Widespread pain linked to higher risks of stroke, dementia onset

CHONGQING, China — Aches and pains can be a sign of anything from a minor ailment to a severe disorder. However, a new study finds feeling pain all over your body may also be a serious red flag for dementia onset later in life. Researchers say widespread pain appears to increase the risk of developing all types of dementia, including Alzheimer’s disease and stroke.

Widespread pain can be a common form of chronic pain which can often signal the presence of a musculoskeletal disorder. Previous studies show that widespread pain can also be a predictor of cancer, peripheral arterial disease, heart disease, and raises a patient’s overall risk of death. Although scientists have linked chronic pain to cognitive decline, study authors note there’s less evidence that widespread pain can lead to dementia or a stroke.

To find out, researchers examined 2,464 second-generation participants from the decades-long Framingham Heart Study — a group called the Offspring Study. Looking at health records and lab tests from 1990 to 1994 from this group, results show those feeling the most widespread pain through the years are over 40 percent more likely to develop dementia.

Using pain to predict mental decline

Researchers split the members of the Offspring Study into three specific groups. Fourteen percent (347 people) experienced widespread pain. The American College of Rheumatology describes this as feeling pain above or below the waist, on both sides of the body, and in the skull, back, or ribs.

The remaining 2,117 participants fell into either the “other pain” category — only experiencing pain in one or a few joints — and those with no pain at all in their joints. The team also accounted for potentially influential factors such as high blood pressure, diabetes, weight, and lifestyle habits like smoking and drinking.

The findings reveal 188 people developed dementia during the study, with 27 percent of these patients dealing with widespread pain. Another 139 people suffered a stroke, with 22 percent coming from the widespread pain group.
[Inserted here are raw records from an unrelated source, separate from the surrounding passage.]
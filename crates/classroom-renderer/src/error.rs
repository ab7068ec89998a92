use std::path::PathBuf;

use miette::Diagnostic;
use thiserror::Error;

/// Top-level error type for classroom-renderer operations
#[derive(Debug, Error, Diagnostic)]
pub enum ClassroomError {
    #[error(transparent)]
    #[diagnostic(transparent)]
    Feed(#[from] FeedError),

    #[error(transparent)]
    #[diagnostic(transparent)]
    Assistant(#[from] AssistantError),

    #[error(transparent)]
    #[diagnostic(transparent)]
    Config(#[from] ConfigError),
}

/// Dataset loading errors
#[derive(Debug, Error, Diagnostic)]
pub enum FeedError {
    #[error("failed to read feed at {}", path.display())]
    #[diagnostic(code(feed::io))]
    Io {
        path: PathBuf,
        #[source]
        source: std::io::Error,
    },

    #[error("feed is not valid JSON")]
    #[diagnostic(
        code(feed::json),
        help("expected an object mapping week keys to {{ display_name, items }}")
    )]
    Json(#[from] serde_json::Error),

    #[error("item id {id} appears in both week {first_week} and week {second_week}")]
    #[diagnostic(code(feed::duplicate_id), help("item ids are used as page anchors and must be unique"))]
    DuplicateItemId {
        id: String,
        first_week: String,
        second_week: String,
    },

    #[error("item id {id} appears more than once in week {week}")]
    #[diagnostic(code(feed::duplicate_id_in_week), help("item ids are used as page anchors and must be unique"))]
    DuplicateItemInWeek { id: String, week: String },

    #[error("no week {key} in feed")]
    #[diagnostic(code(feed::unknown_week))]
    UnknownWeek { key: String },
}

/// Summary service contract errors
#[derive(Debug, Error, Diagnostic)]
pub enum AssistantError {
    #[error("topic must not be blank")]
    #[diagnostic(code(assistant::empty_topic))]
    EmptyTopic,

    #[error("summary service returned an empty response")]
    #[diagnostic(code(assistant::empty_response))]
    EmptyResponse,

    #[error("failed to parse summary response")]
    #[diagnostic(code(assistant::malformed_summary))]
    MalformedSummary(#[source] serde_json::Error),

    #[error("summary service request failed: {0}")]
    #[diagnostic(code(assistant::service))]
    Service(String),
}

/// Configuration errors
#[derive(Debug, Error, Diagnostic)]
pub enum ConfigError {
    #[error("invalid value for {var}: {message}")]
    #[diagnostic(code(config::invalid_value))]
    InvalidValue { var: &'static str, message: String },
}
After accounting for all factors, researchers calculate that people experiencing widespread pain are 43 percent more likely to develop any form of dementia. They are also 47 percent more likely to have Alzheimer’s and 29 percent more likely to suffer a stroke in comparison to those with no pain.

In older adults over age 65, dementia and Alzheimer’s risks were about the same however, the risk of stroke was 54 percent higher in those with widespread pain.

“These findings provide convincing evidence that [widespread pain] may be a risk factor for all-cause dementia, [Alzheimer’s disease], and stroke. This increased risk is independent of age, sex, multiple sociodemographic factors, and health status and behaviors,” researchers Kanran Wang and Hong Liu say in a media release.

The study appears in the journal Regional Anesthesia & Pain Medicine.